▶ _TASK OBJECTIVE_: Your response should contain every record below, copied exactly.

[Collected data]
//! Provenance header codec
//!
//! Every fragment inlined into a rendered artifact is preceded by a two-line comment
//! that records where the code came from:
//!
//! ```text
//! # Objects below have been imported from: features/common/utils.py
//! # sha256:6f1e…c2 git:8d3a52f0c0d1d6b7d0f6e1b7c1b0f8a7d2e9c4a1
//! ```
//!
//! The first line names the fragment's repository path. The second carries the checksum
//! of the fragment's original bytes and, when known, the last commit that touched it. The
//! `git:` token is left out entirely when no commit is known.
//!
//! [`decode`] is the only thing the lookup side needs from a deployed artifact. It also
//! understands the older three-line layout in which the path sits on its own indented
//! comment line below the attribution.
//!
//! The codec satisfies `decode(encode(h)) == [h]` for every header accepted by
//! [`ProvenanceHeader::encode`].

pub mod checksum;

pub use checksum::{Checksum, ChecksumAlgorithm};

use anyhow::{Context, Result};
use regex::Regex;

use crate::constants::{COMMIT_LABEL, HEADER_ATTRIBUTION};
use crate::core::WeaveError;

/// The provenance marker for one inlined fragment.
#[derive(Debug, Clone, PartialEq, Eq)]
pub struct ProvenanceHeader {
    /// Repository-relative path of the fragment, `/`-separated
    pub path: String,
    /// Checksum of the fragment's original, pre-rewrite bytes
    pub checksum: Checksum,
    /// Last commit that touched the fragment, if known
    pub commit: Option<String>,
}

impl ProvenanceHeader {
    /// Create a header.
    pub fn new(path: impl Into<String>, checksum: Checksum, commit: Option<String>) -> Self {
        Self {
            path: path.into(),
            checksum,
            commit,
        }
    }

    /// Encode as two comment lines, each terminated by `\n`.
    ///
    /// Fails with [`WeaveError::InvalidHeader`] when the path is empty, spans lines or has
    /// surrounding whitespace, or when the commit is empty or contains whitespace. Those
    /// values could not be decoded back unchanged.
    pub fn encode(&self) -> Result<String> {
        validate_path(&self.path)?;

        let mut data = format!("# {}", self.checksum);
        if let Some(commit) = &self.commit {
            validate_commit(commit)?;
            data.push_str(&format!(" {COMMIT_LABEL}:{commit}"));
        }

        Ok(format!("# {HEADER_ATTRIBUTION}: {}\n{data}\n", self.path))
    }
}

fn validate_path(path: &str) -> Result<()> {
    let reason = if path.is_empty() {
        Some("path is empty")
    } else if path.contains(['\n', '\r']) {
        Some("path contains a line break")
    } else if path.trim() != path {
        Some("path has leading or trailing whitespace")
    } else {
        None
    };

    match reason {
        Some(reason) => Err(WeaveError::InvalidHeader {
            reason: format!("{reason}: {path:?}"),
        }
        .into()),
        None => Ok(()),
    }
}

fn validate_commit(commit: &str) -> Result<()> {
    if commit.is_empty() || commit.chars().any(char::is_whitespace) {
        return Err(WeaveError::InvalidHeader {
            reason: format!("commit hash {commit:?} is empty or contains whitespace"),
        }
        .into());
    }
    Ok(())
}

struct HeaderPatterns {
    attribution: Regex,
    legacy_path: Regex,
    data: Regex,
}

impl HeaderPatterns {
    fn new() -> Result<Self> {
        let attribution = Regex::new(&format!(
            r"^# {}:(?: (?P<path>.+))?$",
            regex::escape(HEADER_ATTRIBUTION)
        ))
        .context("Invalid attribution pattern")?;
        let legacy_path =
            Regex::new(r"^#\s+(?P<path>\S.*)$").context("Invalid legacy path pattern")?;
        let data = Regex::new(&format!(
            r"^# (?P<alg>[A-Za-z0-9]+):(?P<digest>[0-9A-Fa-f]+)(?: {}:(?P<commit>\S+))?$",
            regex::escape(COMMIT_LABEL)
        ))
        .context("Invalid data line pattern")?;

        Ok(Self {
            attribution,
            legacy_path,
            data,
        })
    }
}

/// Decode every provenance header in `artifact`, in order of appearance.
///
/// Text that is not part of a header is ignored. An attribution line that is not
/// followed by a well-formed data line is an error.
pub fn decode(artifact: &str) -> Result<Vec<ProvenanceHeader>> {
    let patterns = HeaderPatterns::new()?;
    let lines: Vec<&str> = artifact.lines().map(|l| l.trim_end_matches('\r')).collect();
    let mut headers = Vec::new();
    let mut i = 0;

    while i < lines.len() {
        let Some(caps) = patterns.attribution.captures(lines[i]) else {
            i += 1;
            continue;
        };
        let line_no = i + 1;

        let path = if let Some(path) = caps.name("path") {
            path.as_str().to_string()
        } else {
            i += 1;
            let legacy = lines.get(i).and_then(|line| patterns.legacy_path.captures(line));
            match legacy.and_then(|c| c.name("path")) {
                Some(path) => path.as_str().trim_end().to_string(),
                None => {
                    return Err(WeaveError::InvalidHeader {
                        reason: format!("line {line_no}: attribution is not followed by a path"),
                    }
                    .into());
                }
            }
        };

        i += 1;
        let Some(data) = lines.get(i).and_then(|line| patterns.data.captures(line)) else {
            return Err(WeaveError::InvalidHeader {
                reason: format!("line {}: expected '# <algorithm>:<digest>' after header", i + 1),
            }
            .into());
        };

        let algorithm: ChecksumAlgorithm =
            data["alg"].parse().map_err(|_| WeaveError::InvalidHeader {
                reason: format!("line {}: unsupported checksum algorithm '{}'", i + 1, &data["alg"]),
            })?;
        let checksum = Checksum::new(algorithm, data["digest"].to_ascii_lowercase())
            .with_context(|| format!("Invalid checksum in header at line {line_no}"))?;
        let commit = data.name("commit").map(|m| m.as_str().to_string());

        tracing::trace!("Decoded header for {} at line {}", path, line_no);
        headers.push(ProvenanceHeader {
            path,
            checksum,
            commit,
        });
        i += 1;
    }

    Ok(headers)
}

▶ _FINISHED TASK_:
//! Provenance header codec
//!
//! Every fragment inlined into a rendered artifact is preceded by a two-line comment
//! that records where the code came from:
//!
//! ```text
//! # Objects below have been imported from: features/common/utils.py
//! # sha256:6f1e…c2 git:8d3a52f0c0d1d6b7d0f6e1b7c1b0f8a7d2e9c4a1
//! ```
//!
//! The first line names the fragment's repository path. The second carries the checksum
//! of the fragment's original bytes and, when known, the last commit that touched it. The
//! `git:` token is left out entirely when no commit is known.
//!
//! [`decode`] is the only thing the lookup side needs from a deployed artifact. It also
//! understands the older three-line layout in which the path sits on its own indented
//! comment line below the attribution.
//!
//! The codec satisfies `decode(encode(h)) == [h]` for every header accepted by
//! [`ProvenanceHeader::encode`].

pub mod checksum;

pub use checksum::{Checksum, ChecksumAlgorithm};

use anyhow::{Context, Result};
use regex::Regex;

use crate::constants::{COMMIT_LABEL, HEADER_ATTRIBUTION};
use crate::core::WeaveError;

/// The provenance marker for one inlined fragment.
#[derive(Debug, Clone, PartialEq, Eq)]
pub struct ProvenanceHeader {
    /// Repository-relative path of the fragment, `/`-separated
    pub path: String,
    /// Checksum of the fragment's original, pre-rewrite bytes
    pub checksum: Checksum,
    /// Last commit that touched the fragment, if known
    pub commit: Option<String>,
}

impl ProvenanceHeader {
    /// Create a header.
    pub fn new(path: impl Into<String>, checksum: Checksum, commit: Option<String>) -> Self {
        Self {
            path: path.into(),
            checksum,
            commit,
        }
    }

    /// Encode as two comment lines, each terminated by `\n`.
    ///
    /// Fails with [`WeaveError::InvalidHeader`] when the path is empty, spans lines or has
    /// surrounding whitespace, or when the commit is empty or contains whitespace. Those
    /// values could not be decoded back unchanged.
    pub fn encode(&self) -> Result<String> {
        validate_path(&self.path)?;

        let mut data = format!("# {}", self.checksum);
        if let Some(commit) = &self.commit {
            validate_commit(commit)?;
            data.push_str(&format!(" {COMMIT_LABEL}:{commit}"));
        }

        Ok(format!("# {HEADER_ATTRIBUTION}: {}\n{data}\n", self.path))
    }
}

fn validate_path(path: &str) -> Result<()> {
    let reason = if path.is_empty() {
        Some("path is empty")
    } else if path.contains(['\n', '\r']) {
        Some("path contains a line break")
    } else if path.trim() != path {
        Some("path has leading or trailing whitespace")
    } else {
        None
    };

    match reason {
        Some(reason) => Err(WeaveError::InvalidHeader {
            reason: format!("{reason}: {path:?}"),
        }
        .into()),
        None => Ok(()),
    }
}

fn validate_commit(commit: &str) -> Result<()> {
    if commit.is_empty() || commit.chars().any(char::is_whitespace) {
        return Err(WeaveError::InvalidHeader {
            reason: format!("commit hash {commit:?} is empty or contains whitespace"),
        }
        .into());
    }
    Ok(())
}

struct HeaderPatterns {
    attribution: Regex,
    legacy_path: Regex,
    data: Regex,
}

impl HeaderPatterns {
    fn new() -> Result<Self> {
        let attribution = Regex::new(&format!(
            r"^# {}:(?: (?P<path>.+))?$",
            regex::escape(HEADER_ATTRIBUTION)
        ))
        .context("Invalid attribution pattern")?;
        let legacy_path =
            Regex::new(r"^#\s+(?P<path>\S.*)$").context("Invalid legacy path pattern")?;
        let data = Regex::new(&format!(
            r"^# (?P<alg>[A-Za-z0-9]+):(?P<digest>[0-9A-Fa-f]+)(?: {}:(?P<commit>\S+))?$",
            regex::escape(COMMIT_LABEL)
        ))
        .context("Invalid data line pattern")?;

        Ok(Self {
            attribution,
            legacy_path,
            data,
        })
    }
}

/// Decode every provenance header in `artifact`, in order of appearance.
///
/// Text that is not part of a header is ignored. An attribution line that is not
/// followed by a well-formed data line is an error.
pub fn decode(artifact: &str) -> Result<Vec<ProvenanceHeader>> {
    let patterns = HeaderPatterns::new()?;
    let lines: Vec<&str> = artifact.lines().map(|l| l.trim_end_matches('\r')).collect();
    let mut headers = Vec::new();
    let mut i = 0;

    while i < lines.len() {
        let Some(caps) = patterns.attribution.captures(lines[i]) else {
            i += 1;
            continue;
        };
        let line_no = i + 1;

        let path = if let Some(path) = caps.name("path") {
            path.as_str().to_string()
        } else {
            i += 1;
            let legacy = lines.get(i).and_then(|line| patterns.legacy_path.captures(line));
            match legacy.and_then(|c| c.name("path")) {
                Some(path) => path.as_str().trim_end().to_string(),
                None => {
                    return Err(WeaveError::InvalidHeader {
                        reason: format!("line {line_no}: attribution is not followed by a path"),
                    }
                    .into());
                }
            }
        };

        i += 1;
        let Some(data) = lines.get(i).and_then(|line| patterns.data.captures(line)) else {
            return Err(WeaveError::InvalidHeader {
                reason: format!("line {}: expected '# <algorithm>:<digest>' after header", i + 1),
            }
            .into());
        };

        let algorithm: ChecksumAlgorithm =
            data["alg"].parse().map_err(|_| WeaveError::InvalidHeader {
                reason: format!("line {}: unsupported checksum algorithm '{}'", i + 1, &data["alg"]),
            })?;
        let checksum = Checksum::new(algorithm, data["digest"].to_ascii_lowercase())
            .with_context(|| format!("Invalid checksum in header at line {line_no}"))?;
        let commit = data.name("commit").map(|m| m.as_str().to_string());

        tracing::trace!("Decoded header for {} at line {}", path, line_no);
        headers.push(ProvenanceHeader {
            path,
            checksum,
            commit,
        });
        i += 1;
    }

    Ok(headers)
}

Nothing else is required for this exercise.